Ik krijg opnieuw tranen in mijn ogen als ik zie hoe ons nieuwe gezinslid aan een kort dun touwtje – dat strak om zijn nekje zit – aan de bumper van een geparkeerde Volkswagen voor ons is klaargezet. 

Als ik hem zijn riempje heb omgedaan, maakt de vrouw een smekend gebaar naar me. ‘Foto, foto…’ Of ik haar een foto wil sturen? (.......)





In het appartementencomplex worden we warm onthaald door ‘de staf’. Zelfs Stephania feliciteert ons met ons nieuwe gezinslid. Even vraag ik me af of ze iets van mijn hondenliefde heeft geleerd. We moeten allemaal om dat malle hondje lachen: aan een riempje lopen vindt hij raar en gras vindt hij eng aan zijn pootjes… 

Boomer mag bij ons in het zwembad in de schaduw even bijkomen van zijn reddingsavontuur en het ritje in de huurauto, tot het tijd is om te vertrekken naar de dierenarts die hem ent, chipt en helemaal nakijkt. ‘Jullie hebben een gouden hondje gevonden. Hij is helemaal gezond,’ zegt de vriendelijke dierenarts terwijl hij ons Boomers Griekse paspoort overhandigt. En wat voor ras het is? Er zit volgens de dierenarts iets van een basset griffon vendeén in, maar voor ons is het een Griekse Gelukshond.

We krijgen een pil mee die hem tijdens de vliegreis rustig moet houden.


De grote domper bij de terugreis is dat onze slaperige Boomer (door het reispilletje) al in de reisbench naar het ruim van het vliegtuig is gebracht als we horen dat we drie uur vertraging hebben. Het arme dier zit in totaal zes uur in die bench, maar we mogen niet naar hem toe. Reden waarom hij niet mee mag in de passagierscabine is dat hij zeven kilo weegt, terwijl vijf kilo hiervoor het maximum is.

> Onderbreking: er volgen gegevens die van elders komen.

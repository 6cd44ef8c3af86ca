//! inksep-io - Image I/O for color separation
//!
//! Decodes the input raster and encodes the separated masks:
//!
//! - **PNG** (`png-format` feature): read gray/RGB/RGBA/indexed, write masks
//! - **JPEG** (`jpeg` feature): read gray/RGB/CMYK
//! - **PNM** (`pnm` feature): read P5/P6, write masks as P5
//!
//! Formats are detected from magic numbers, never from the file name.

mod error;
pub mod format;
#[cfg(feature = "jpeg")]
pub mod jpeg;
#[cfg(feature = "png-format")]
pub mod png;
#[cfg(feature = "pnm")]
pub mod pnm;

pub use error::{IoError, IoResult};
pub use format::{ImageFormat, detect_format, detect_format_from_bytes};

use inksep_core::{Mask, RgbImage};
use std::fs::File;
use std::io::{BufReader, BufWriter, Cursor};
use std::path::Path;

/// Read an image from a file path as 8-bit RGB.
///
/// # Errors
///
/// Returns [`IoError::Io`] if the file cannot be opened, or a decode /
/// unsupported-format error if its contents cannot be interpreted.
pub fn read_image<P: AsRef<Path>>(path: P) -> IoResult<RgbImage> {
    let data = std::fs::read(path)?;
    read_image_mem(&data)
}

/// Read an image from an in-memory buffer as 8-bit RGB.
pub fn read_image_mem(data: &[u8]) -> IoResult<RgbImage> {
    let format = detect_format_from_bytes(data)?;
    let reader = BufReader::new(Cursor::new(data));
    match format {
        #[cfg(feature = "png-format")]
        ImageFormat::Png => png::read_png(reader),
        #[cfg(feature = "jpeg")]
        ImageFormat::Jpeg => jpeg::read_jpeg(reader),
        #[cfg(feature = "pnm")]
        ImageFormat::Pnm => pnm::read_pnm(reader),
        other => Err(IoError::UnsupportedFormat(format!(
            "{:?} input is not supported",
            other
        ))),
    }
}

/// Write a mask to a file as a single-channel 0/255 raster.
///
/// Unsupported formats are rejected before the file is created.
pub fn write_mask<P: AsRef<Path>>(mask: &Mask, path: P, format: ImageFormat) -> IoResult<()> {
    match format {
        #[cfg(feature = "png-format")]
        ImageFormat::Png => png::write_png_mask(mask, create_writer(path)?),
        #[cfg(feature = "pnm")]
        ImageFormat::Pnm => pnm::write_pnm_mask(mask, create_writer(path)?),
        other => Err(IoError::UnsupportedFormat(format!(
            "cannot write masks as {:?}",
            other
        ))),
    }
}

/// Write an RGB image to a file as PNG.
#[cfg(feature = "png-format")]
pub fn write_rgb_png<P: AsRef<Path>>(image: &RgbImage, path: P) -> IoResult<()> {
    png::write_png_rgb(image, create_writer(path)?)
}

fn create_writer<P: AsRef<Path>>(path: P) -> IoResult<BufWriter<File>> {
    Ok(BufWriter::new(File::create(path)?))
}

Nooit vergeten we het moment op Schiphol, in een bijna lege bagagehal, tegen 00.30 uur ’s nachts, als er een kruier aan komt gelopen met een kar waarop een bench staat. ‘Van wie is deze hond?’ roept hij.

‘Van ons!!’


Het kleine lichtgekleurde hondje heeft nu goudkleurig draadhaar en is iets groter dan een Jack russell. Maar rennen doet hij als een hazewind!

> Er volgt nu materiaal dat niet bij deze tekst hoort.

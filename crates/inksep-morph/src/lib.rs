//! inksep-morph - Mask cleanup
//!
//! Neighbor-count morphology and gap bridging for the binary masks
//! produced by color separation:
//!
//! - [`binary`] - erode, dilate and isolated-pixel removal
//! - [`bridge`] - detect broken column runs and draw bridges across them
//! - [`sequence`] - cleanup sequences such as `"e5 + d2 + e5 + g"`

pub mod binary;
pub mod bridge;
mod error;
pub mod sequence;

pub use binary::{dilate, dilate_count, erode, erode_count, remove_isolated, remove_isolated_count};
pub use bridge::{BridgeMode, BridgeOptions, GapSegment, bridge_gaps, find_gap_segments};
pub use error::{MorphError, MorphResult};
pub use sequence::{MorphOp, MorphSequence, morph_sequence};
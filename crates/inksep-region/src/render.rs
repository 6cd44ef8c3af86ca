//! Label visualization

use inksep_core::{LabelGrid, Rgb, RgbImage};
use rand::rngs::StdRng;
use rand::{Rng, SeedableRng};

/// Paint each color id with a random color; unlabeled pixels stay black.
///
/// The palette is drawn from a generator seeded with `seed`, so the same
/// grid and seed always render identically.
pub fn render_labels(labels: &LabelGrid, seed: u64) -> RgbImage {
    let n = labels.max_label().map_or(0, |m| m + 1);
    let mut rng = StdRng::seed_from_u64(seed);
    let palette: Vec<Rgb> = (0..n)
        .map(|_| {
            Rgb::new(
                rng.random_range(32..=255),
                rng.random_range(32..=255),
                rng.random_range(32..=255),
            )
        })
        .collect();

    labels.map(|label| label.map_or(Rgb::default(), |id| palette[id]))
}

Toen we hem vonden bleek hij vier maanden oud te zijn. Zijn linkerpoot telt twee tenen te veel, zijn ene oor is kleiner dan het andere; volgens de Nederlandse dierenarts is hij te vroeg bij de moeder weggehaald en heeft hij al jong te weinig en te slecht voedsel gekregen. Het duurde even voor hij het lustte, maar natuurlijk krijgt hij nu supervoer. We moeten er echt op letten dat hij genoeg drinkt. Hij heeft blijkbaar weinig water nodig, kreeg het in zijn jeugd niet te vaak…

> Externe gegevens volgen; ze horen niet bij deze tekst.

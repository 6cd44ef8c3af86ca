//! Hue classification regression test
//!
//! Classifies the synthetic sample page and checks the background split and
//! the ranked hue buckets.

use inksep_color::{
    ClassifierThresholds, HueHistogram, PixelClass, convert_rgb_to_hsv, find_bucket, rank_hues,
};
use inksep_test::{RegParams, sample_page};

#[test]
fn hue_reg() {
    let mut rp = RegParams::new("hue");

    let page = sample_page().unwrap();
    let hsv = convert_rgb_to_hsv(&page);
    let t = ClassifierThresholds::default();

    // ================================================================
    // Background split: paper, outlines, ink
    // ================================================================
    let (mut white, mut black, mut ink) = (0, 0, 0);
    for &px in hsv.data() {
        match t.classify(px) {
            PixelClass::BackgroundWhite => white += 1,
            PixelClass::BackgroundBlack => black += 1,
            PixelClass::Chromatic(_) => ink += 1,
        }
    }
    rp.compare_values(7488.0, white as f64, 0.0);
    rp.compare_values(248.0, black as f64, 0.0);
    rp.compare_values(1864.0, ink as f64, 0.0);

    // ================================================================
    // Ranking: equal counts order by hue descending
    // ================================================================
    let ranked = rank_hues(&hsv, &t);
    let hues: Vec<u8> = ranked.iter().map(|b| b.hue).collect();
    rp.check(hues == vec![115, 0, 64], "blue, red, green");
    rp.compare_values(900.0, ranked[0].count as f64, 0.0);
    rp.compare_values(64.0, ranked[2].count as f64, 0.0);

    let hist = HueHistogram::from_image(&hsv, &t);
    rp.compare_values(1864.0, hist.total() as f64, 0.0);
    rp.compare_values(3.0, hist.distinct() as f64, 0.0);

    // ================================================================
    // Bucket lookup
    // ================================================================
    rp.check(find_bucket(&ranked, 10, 15) == Some(1), "hue 10 -> red");
    rp.check(find_bucket(&ranked, 100, 15) == Some(0), "hue 100 -> blue");
    rp.check(find_bucket(&ranked, 150, 15).is_none(), "hue 150 unmatched");

    assert!(rp.cleanup());
}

Op zijn dertiende eet en drinkt hij op een dag plotseling niet meer. Hij voelt zich duidelijk niet lekker. De dierenarts constateert blaas- en nierstenen en Boomer wordt met succes geopereerd. Hij is al snel weer de oude.


Boomer is een geweldige hond. Hij heeft ook een bijzondere hobby: speuren! Sinds 2014 volg ik met hem speurlessen waarbij hij een persoon die zich in het bos verstopt heeft moet opsporen. 






Fantastisch hoe goed hij de gezochte persoon altijd zonder aarzeling weet te vinden!

Als Boomer bijna 17 jaar oud is, begint hij ouderdomstekenen te vertonen: hij gaat steeds slechter horen, zakt af en toe door zijn achterpoten, staat soms verdwaasd ergens voor zich uit te staren, krijgt ouderdomswratjes die hem jeuk bezorgen en meer kleine ouderdomskwalen. Gek genoeg rent hij soms nog wel, maar dan als een kip zonder kop. Volgens de dierenarts gedraagt hij zich zo omdat hij geen zwakte wil tonen; niet de zwakste van de roedel wil zijn. Al werken zijn longen en hart nog goed, Boomer is op …


Op 8 juni 2023 gaat hij op uitnodiging van de dierenarts in zijn mand liggen. Hij weet wat er gaat gebeuren en heeft er duidelijk vrede mee.


Boomer is 17 jaar en 2 maanden oud geworden.
Voor ons is er een grote leegte ontstaan en we zullen hem nog lang verschrikkelijk missen.

Ik sta er maar niet te vaak bij stil hoe zijn leven op Kreta zou zijn geweest, maar onze Griekse Boomer heeft bij ons een heerlijk leven gehad en ons leven enorm verrijkt.